Scan the entries below for the word "defined" and copy every line in which it occurs.

Source data section start

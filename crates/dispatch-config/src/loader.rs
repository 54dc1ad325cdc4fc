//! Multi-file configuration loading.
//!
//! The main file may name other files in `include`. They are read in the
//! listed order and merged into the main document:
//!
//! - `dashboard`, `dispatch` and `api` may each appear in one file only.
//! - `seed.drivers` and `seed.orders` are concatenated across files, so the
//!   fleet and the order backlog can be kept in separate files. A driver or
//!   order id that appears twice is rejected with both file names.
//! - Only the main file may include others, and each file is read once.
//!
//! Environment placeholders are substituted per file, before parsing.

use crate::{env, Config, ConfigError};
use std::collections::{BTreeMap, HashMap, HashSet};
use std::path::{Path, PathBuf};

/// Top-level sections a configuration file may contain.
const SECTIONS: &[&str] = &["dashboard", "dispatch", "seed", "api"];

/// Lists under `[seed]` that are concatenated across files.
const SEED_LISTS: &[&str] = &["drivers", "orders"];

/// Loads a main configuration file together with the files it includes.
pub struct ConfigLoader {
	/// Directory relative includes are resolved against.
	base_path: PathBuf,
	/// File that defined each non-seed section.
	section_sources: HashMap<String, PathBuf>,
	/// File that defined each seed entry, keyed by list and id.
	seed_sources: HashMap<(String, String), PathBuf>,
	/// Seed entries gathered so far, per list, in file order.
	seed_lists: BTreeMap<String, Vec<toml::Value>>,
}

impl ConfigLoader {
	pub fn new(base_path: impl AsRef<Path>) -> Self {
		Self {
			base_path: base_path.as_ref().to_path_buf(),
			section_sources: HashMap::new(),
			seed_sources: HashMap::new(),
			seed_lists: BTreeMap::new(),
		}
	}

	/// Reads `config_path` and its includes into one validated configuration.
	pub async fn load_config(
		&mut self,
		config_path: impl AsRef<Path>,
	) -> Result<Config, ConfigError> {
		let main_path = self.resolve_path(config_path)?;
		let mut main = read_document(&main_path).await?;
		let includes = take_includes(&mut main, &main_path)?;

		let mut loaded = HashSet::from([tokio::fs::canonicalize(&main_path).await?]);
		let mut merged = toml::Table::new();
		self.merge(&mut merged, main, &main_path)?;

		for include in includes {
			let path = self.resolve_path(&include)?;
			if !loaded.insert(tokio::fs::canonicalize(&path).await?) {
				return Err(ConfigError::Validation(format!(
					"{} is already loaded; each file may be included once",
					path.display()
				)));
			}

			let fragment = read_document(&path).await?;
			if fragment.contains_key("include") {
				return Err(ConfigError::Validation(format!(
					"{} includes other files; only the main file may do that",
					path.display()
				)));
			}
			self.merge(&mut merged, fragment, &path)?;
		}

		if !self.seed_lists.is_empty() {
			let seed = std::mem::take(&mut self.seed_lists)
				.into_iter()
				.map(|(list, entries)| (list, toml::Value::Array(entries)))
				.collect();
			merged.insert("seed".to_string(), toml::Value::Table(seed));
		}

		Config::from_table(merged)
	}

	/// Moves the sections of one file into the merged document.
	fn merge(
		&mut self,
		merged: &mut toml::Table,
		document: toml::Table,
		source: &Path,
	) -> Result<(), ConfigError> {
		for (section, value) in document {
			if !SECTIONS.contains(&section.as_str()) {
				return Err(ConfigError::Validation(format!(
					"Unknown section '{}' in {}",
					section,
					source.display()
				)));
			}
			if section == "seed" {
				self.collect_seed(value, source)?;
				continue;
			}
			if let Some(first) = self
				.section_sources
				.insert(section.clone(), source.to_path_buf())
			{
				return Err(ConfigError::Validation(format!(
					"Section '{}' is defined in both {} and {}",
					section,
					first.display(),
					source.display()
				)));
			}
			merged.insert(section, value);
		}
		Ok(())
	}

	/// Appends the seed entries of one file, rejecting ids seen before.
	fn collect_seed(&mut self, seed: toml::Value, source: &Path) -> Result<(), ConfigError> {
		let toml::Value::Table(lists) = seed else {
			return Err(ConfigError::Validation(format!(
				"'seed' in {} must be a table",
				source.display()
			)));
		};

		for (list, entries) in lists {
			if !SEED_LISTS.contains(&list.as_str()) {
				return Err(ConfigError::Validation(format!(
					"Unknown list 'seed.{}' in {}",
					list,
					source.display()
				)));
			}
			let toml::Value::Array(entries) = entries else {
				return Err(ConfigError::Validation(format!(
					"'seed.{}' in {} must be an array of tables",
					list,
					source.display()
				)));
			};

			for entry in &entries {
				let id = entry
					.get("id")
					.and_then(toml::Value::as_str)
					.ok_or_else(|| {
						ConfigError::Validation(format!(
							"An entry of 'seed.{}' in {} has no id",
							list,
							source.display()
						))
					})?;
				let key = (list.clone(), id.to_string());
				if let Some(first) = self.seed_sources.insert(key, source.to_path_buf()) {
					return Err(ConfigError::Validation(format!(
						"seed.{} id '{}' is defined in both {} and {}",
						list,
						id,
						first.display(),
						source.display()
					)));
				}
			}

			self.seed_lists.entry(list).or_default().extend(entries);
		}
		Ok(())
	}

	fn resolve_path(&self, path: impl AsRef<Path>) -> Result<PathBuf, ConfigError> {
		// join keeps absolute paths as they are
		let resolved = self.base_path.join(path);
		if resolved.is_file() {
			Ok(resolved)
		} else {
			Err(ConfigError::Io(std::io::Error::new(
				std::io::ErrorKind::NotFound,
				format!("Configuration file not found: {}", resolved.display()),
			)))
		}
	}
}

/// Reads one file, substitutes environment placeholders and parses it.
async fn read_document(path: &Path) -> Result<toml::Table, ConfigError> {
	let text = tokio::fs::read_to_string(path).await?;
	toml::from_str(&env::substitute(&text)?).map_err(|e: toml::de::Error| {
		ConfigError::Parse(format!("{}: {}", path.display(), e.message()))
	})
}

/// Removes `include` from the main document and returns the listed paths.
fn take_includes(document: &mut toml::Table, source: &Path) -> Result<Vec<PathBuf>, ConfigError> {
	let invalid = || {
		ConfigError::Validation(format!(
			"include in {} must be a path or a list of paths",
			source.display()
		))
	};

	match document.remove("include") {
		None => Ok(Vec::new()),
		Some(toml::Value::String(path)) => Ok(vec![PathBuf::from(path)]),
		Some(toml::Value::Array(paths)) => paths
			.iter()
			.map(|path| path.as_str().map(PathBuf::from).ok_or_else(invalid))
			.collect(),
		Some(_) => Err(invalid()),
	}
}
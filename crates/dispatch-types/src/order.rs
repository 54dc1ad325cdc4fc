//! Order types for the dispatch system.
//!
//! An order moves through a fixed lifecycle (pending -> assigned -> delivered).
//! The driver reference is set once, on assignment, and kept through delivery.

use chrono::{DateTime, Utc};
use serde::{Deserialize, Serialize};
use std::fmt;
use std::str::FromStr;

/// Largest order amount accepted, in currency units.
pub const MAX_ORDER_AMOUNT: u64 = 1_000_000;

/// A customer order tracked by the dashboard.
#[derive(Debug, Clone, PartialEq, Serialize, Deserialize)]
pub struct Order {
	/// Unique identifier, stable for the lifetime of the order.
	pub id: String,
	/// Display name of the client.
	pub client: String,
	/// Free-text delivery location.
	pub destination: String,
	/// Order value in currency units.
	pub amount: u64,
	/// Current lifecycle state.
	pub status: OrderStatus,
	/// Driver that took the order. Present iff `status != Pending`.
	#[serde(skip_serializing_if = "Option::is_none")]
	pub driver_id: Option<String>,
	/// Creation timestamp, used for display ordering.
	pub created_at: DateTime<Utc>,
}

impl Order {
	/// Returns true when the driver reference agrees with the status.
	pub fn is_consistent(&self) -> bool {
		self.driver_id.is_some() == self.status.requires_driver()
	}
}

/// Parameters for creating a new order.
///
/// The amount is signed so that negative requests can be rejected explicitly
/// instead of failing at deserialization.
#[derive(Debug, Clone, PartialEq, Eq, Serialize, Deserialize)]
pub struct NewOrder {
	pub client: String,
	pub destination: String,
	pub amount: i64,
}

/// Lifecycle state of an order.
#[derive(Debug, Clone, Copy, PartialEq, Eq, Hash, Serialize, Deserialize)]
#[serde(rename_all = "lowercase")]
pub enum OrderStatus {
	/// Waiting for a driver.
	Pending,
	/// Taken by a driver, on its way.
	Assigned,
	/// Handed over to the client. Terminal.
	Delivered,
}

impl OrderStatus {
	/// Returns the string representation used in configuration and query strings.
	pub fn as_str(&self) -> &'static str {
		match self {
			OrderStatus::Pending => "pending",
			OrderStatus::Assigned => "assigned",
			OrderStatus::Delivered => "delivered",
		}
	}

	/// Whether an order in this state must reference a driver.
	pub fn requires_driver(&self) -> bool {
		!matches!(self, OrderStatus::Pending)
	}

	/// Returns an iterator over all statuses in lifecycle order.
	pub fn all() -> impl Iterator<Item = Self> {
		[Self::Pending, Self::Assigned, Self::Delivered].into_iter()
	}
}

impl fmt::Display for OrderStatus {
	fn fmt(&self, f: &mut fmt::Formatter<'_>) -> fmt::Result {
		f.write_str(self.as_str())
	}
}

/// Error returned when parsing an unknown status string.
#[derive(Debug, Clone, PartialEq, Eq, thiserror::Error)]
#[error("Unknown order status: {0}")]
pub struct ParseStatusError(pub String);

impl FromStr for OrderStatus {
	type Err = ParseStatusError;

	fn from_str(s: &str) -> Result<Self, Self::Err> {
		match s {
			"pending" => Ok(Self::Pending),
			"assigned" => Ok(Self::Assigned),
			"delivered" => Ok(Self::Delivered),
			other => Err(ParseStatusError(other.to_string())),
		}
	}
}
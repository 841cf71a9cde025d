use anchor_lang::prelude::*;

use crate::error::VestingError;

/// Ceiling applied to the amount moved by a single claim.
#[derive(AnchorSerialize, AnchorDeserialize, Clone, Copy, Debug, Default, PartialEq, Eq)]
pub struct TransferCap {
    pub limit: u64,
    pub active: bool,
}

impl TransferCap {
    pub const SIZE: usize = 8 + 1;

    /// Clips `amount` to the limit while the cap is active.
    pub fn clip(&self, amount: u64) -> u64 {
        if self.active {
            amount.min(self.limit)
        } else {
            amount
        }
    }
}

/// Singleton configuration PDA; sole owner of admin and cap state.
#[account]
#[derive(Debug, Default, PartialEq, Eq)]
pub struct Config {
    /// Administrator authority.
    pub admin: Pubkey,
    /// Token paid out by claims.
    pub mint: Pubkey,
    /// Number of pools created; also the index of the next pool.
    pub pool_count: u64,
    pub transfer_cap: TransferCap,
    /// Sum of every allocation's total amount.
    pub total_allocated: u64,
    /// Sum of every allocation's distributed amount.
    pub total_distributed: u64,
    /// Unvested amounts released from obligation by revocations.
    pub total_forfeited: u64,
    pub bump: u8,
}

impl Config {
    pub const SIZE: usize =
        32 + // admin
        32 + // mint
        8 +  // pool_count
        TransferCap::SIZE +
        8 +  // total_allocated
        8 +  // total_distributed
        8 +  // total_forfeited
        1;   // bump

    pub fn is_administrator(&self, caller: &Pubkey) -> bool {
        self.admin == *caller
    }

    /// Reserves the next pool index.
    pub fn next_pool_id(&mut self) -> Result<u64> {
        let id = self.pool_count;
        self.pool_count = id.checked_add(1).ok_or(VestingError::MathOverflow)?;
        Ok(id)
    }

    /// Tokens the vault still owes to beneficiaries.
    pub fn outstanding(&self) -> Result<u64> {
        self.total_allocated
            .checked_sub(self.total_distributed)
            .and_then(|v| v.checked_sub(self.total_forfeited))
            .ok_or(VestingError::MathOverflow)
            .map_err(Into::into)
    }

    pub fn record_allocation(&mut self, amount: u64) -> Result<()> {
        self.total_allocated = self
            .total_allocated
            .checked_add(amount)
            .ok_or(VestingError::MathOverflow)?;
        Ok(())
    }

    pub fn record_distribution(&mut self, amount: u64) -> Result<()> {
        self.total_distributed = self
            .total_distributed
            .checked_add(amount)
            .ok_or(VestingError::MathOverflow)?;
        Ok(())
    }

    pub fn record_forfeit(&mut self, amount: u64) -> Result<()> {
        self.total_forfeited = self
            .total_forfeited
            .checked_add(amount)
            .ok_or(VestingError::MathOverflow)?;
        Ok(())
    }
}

Source data section end

• Task solution
	/// File that defined each non-seed section.
	/// File that defined each seed entry, keyed by list and id.
					"Section '{}' is defined in both {} and {}",
						"seed.{} id '{}' is defined in both {} and {}",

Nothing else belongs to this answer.